(THE DATA begins)

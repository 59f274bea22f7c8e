//! External command execution utilities.
//!
//! Runs pandoc, latexmk and viewers with proper output handling and error
//! reporting. Failures carry the command's stderr so callers can inspect it.

use crate::log;
use anyhow::{Context, Result};
use regex::Regex;
use std::{
    borrow::Cow,
    path::Path,
    process::{Command, Output, Stdio},
    sync::OnceLock,
};

// ============================================================================
// Command Execution
// ============================================================================

/// Execute a command and capture its output.
///
/// On success, stderr (warnings) is logged through `filter`.
///
/// # Errors
/// Returns error if command fails to execute or returns non-zero exit code.
pub fn exec(
    root: Option<&Path>,
    cmd: &[String],
    args: &[String],
    filter: &'static FilterRule,
) -> Result<Output> {
    let (name, mut command) = prepare(root, cmd, args)?;

    let output = command
        .output()
        .with_context(|| format!("Failed to execute `{name}`"))?;

    log_output(&name, &output, filter)?;
    Ok(output)
}

/// Spawn a command without waiting for it.
///
/// All standard streams are nulled; the child outlives this call.
pub fn spawn_detached(cmd: &[String], args: &[String]) -> Result<()> {
    let (name, mut command) = prepare(None, cmd, args)?;

    command
        .stdin(Stdio::null())
        .stdout(Stdio::null())
        .stderr(Stdio::null())
        .spawn()
        .with_context(|| format!("Failed to spawn `{name}`"))?;
    Ok(())
}

/// Render a command line for display.
pub fn command_line(cmd: &[String], args: &[String]) -> String {
    cmd.iter()
        .chain(args)
        .map(|arg| quote(arg))
        .collect::<Vec<_>>()
        .join(" ")
}

fn quote(arg: &str) -> Cow<'_, str> {
    if arg.is_empty() || arg.contains(char::is_whitespace) {
        Cow::Owned(format!("\"{arg}\""))
    } else {
        Cow::Borrowed(arg)
    }
}

/// Prepare a Command from components.
fn prepare(root: Option<&Path>, cmd: &[String], args: &[String]) -> Result<(String, Command)> {
    let program = cmd.first().context("Empty command")?;
    let name = Path::new(program)
        .file_stem()
        .and_then(|s| s.to_str())
        .unwrap_or(program)
        .to_owned();

    let mut command = Command::new(program);
    command.args(&cmd[1..]).args(args);

    if let Some(dir) = root {
        command.current_dir(dir);
    }

    Ok((name, command))
}

// ============================================================================
// Output Filtering
// ============================================================================

fn strip_ansi(s: &str) -> Cow<'_, str> {
    static RE: OnceLock<Regex> = OnceLock::new();
    let re = RE.get_or_init(|| Regex::new(r"\x1b\[[0-9;]*m").expect("valid regex"));
    re.replace_all(s, "")
}

/// Filter rule for skipping entire output blocks or specific prefixes.
///
/// Used to reduce noise in command output logging by ignoring known warnings
/// or irrelevant messages.
pub struct FilterRule {
    /// Prefixes to match at the start of output lines.
    pub skip_prefixes: &'static [&'static str],
}

impl FilterRule {
    /// Create a new filter rule with the given prefixes.
    pub const fn new(skip_prefixes: &'static [&'static str]) -> Self {
        Self { skip_prefixes }
    }

    /// Check if output should be skipped entirely.
    fn should_skip(&self, output: &str) -> bool {
        output.is_empty() || self.skip_prefixes.iter().any(|p| output.starts_with(p))
    }

    /// Log output lines that are not skipped.
    fn log(&self, name: &str, output: &str) {
        let valid_lines: Vec<_> = output
            .lines()
            .filter(|line| {
                let plain = strip_ansi(line);
                let trimmed = plain.trim();
                !trimmed.is_empty() && !self.should_skip(trimmed)
            })
            .collect();

        if !valid_lines.is_empty() {
            log!(name; "{}", valid_lines.join("\n"));
        }
    }
}

/// Stdout filter for error reports: skip document bodies dumped to stdout.
const STDOUT_FILTER: FilterRule = FilterRule::new(&["%PDF", "\\documentclass", "{"]);

/// Empty filter (no skipping).
pub const EMPTY_FILTER: FilterRule = FilterRule::new(&[]);

/// Silent filter: skip all output.
pub const SILENT_FILTER: FilterRule = FilterRule::new(&[""]);

/// Log command output, filtering known noise.
fn log_output(name: &str, output: &Output, filter: &'static FilterRule) -> Result<()> {
    if !output.status.success() {
        anyhow::bail!(format_error(name, output, filter));
    }

    // On success, only log stderr (warnings) to reduce noise
    let stderr = String::from_utf8_lossy(&output.stderr);
    filter.log(name, stderr.trim());

    Ok(())
}

/// Format command error message with filtering.
fn format_error(name: &str, output: &Output, filter: &'static FilterRule) -> String {
    let stderr = String::from_utf8_lossy(&output.stderr);
    let stdout = String::from_utf8_lossy(&output.stdout);

    // Strip warning prefix from error output
    let error_msg = filter
        .skip_prefixes
        .iter()
        .filter(|p| !p.is_empty())
        .fold(stderr.trim(), |s, p| s.trim_start_matches(p).trim_start());

    let mut msg = format!("Command `{name}` failed with {}\n", output.status);
    if !error_msg.is_empty() {
        msg.push_str(&strip_ansi(error_msg));
    }

    let stdout_trimmed = stdout.trim();
    if !stdout_trimmed.is_empty() && !STDOUT_FILTER.should_skip(stdout_trimmed) {
        msg.push_str("\nStdout:\n");
        msg.push_str(stdout_trimmed);
    }
    msg
}

// ============================================================================
// Tests
// ============================================================================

(THE DATA ends)

#### WHAT THE EXERCISE ASKS:
All of the entries should be written out again exactly.

#### RESPONSE:
repository 59f274bea22f7c8e
//! External command execution utilities.
//!
//! Runs pandoc, latexmk and viewers with proper output handling and error
//! reporting. Failures carry the command's stderr so callers can inspect it.

use crate::log;
use anyhow::{Context, Result};
use regex::Regex;
use std::{
    borrow::Cow,
    path::Path,
    process::{Command, Output, Stdio},
    sync::OnceLock,
};

// ============================================================================
// Command Execution
// ============================================================================

/// Execute a command and capture its output.
///
/// On success, stderr (warnings) is logged through `filter`.
///
/// # Errors
/// Returns error if command fails to execute or returns non-zero exit code.
pub fn exec(
    root: Option<&Path>,
    cmd: &[String],
    args: &[String],
    filter: &'static FilterRule,
) -> Result<Output> {
    let (name, mut command) = prepare(root, cmd, args)?;

    let output = command
        .output()
        .with_context(|| format!("Failed to execute `{name}`"))?;

    log_output(&name, &output, filter)?;
    Ok(output)
}

/// Spawn a command without waiting for it.
///
/// All standard streams are nulled; the child outlives this call.
pub fn spawn_detached(cmd: &[String], args: &[String]) -> Result<()> {
    let (name, mut command) = prepare(None, cmd, args)?;

    command
        .stdin(Stdio::null())
        .stdout(Stdio::null())
        .stderr(Stdio::null())
        .spawn()
        .with_context(|| format!("Failed to spawn `{name}`"))?;
    Ok(())
}

/// Render a command line for display.
pub fn command_line(cmd: &[String], args: &[String]) -> String {
    cmd.iter()
        .chain(args)
        .map(|arg| quote(arg))
        .collect::<Vec<_>>()
        .join(" ")
}

fn quote(arg: &str) -> Cow<'_, str> {
    if arg.is_empty() || arg.contains(char::is_whitespace) {
        Cow::Owned(format!("\"{arg}\""))
    } else {
        Cow::Borrowed(arg)
    }
}

/// Prepare a Command from components.
fn prepare(root: Option<&Path>, cmd: &[String], args: &[String]) -> Result<(String, Command)> {
    let program = cmd.first().context("Empty command")?;
    let name = Path::new(program)
        .file_stem()
        .and_then(|s| s.to_str())
        .unwrap_or(program)
        .to_owned();

    let mut command = Command::new(program);
    command.args(&cmd[1..]).args(args);

    if let Some(dir) = root {
        command.current_dir(dir);
    }

    Ok((name, command))
}

// ============================================================================
// Output Filtering
// ============================================================================

fn strip_ansi(s: &str) -> Cow<'_, str> {
    static RE: OnceLock<Regex> = OnceLock::new();
    let re = RE.get_or_init(|| Regex::new(r"\x1b\[[0-9;]*m").expect("valid regex"));
    re.replace_all(s, "")
}

/// Filter rule for skipping entire output blocks or specific prefixes.
///
/// Used to reduce noise in command output logging by ignoring known warnings
/// or irrelevant messages.
pub struct FilterRule {
    /// Prefixes to match at the start of output lines.
    pub skip_prefixes: &'static [&'static str],
}

impl FilterRule {
    /// Create a new filter rule with the given prefixes.
    pub const fn new(skip_prefixes: &'static [&'static str]) -> Self {
        Self { skip_prefixes }
    }

    /// Check if output should be skipped entirely.
    fn should_skip(&self, output: &str) -> bool {
        output.is_empty() || self.skip_prefixes.iter().any(|p| output.starts_with(p))
    }

    /// Log output lines that are not skipped.
    fn log(&self, name: &str, output: &str) {
        let valid_lines: Vec<_> = output
            .lines()
            .filter(|line| {
                let plain = strip_ansi(line);
                let trimmed = plain.trim();
                !trimmed.is_empty() && !self.should_skip(trimmed)
            })
            .collect();

        if !valid_lines.is_empty() {
            log!(name; "{}", valid_lines.join("\n"));
        }
    }
}

/// Stdout filter for error reports: skip document bodies dumped to stdout.
const STDOUT_FILTER: FilterRule = FilterRule::new(&["%PDF", "\\documentclass", "{"]);

/// Empty filter (no skipping).
pub const EMPTY_FILTER: FilterRule = FilterRule::new(&[]);

/// Silent filter: skip all output.
pub const SILENT_FILTER: FilterRule = FilterRule::new(&[""]);

/// Log command output, filtering known noise.
fn log_output(name: &str, output: &Output, filter: &'static FilterRule) -> Result<()> {
    if !output.status.success() {
        anyhow::bail!(format_error(name, output, filter));
    }

    // On success, only log stderr (warnings) to reduce noise
    let stderr = String::from_utf8_lossy(&output.stderr);
    filter.log(name, stderr.trim());

    Ok(())
}

/// Format command error message with filtering.
fn format_error(name: &str, output: &Output, filter: &'static FilterRule) -> String {
    let stderr = String::from_utf8_lossy(&output.stderr);
    let stdout = String::from_utf8_lossy(&output.stdout);

    // Strip warning prefix from error output
    let error_msg = filter
        .skip_prefixes
        .iter()
        .filter(|p| !p.is_empty())
        .fold(stderr.trim(), |s, p| s.trim_start_matches(p).trim_start());

    let mut msg = format!("Command `{name}` failed with {}\n", output.status);
    if !error_msg.is_empty() {
        msg.push_str(&strip_ansi(error_msg));
    }

    let stdout_trimmed = stdout.trim();
    if !stdout_trimmed.is_empty() && !STDOUT_FILTER.should_skip(stdout_trimmed) {
        msg.push_str("\nStdout:\n");
        msg.push_str(stdout_trimmed);
    }
    msg
}

// ============================================================================
// Tests
// ============================================================================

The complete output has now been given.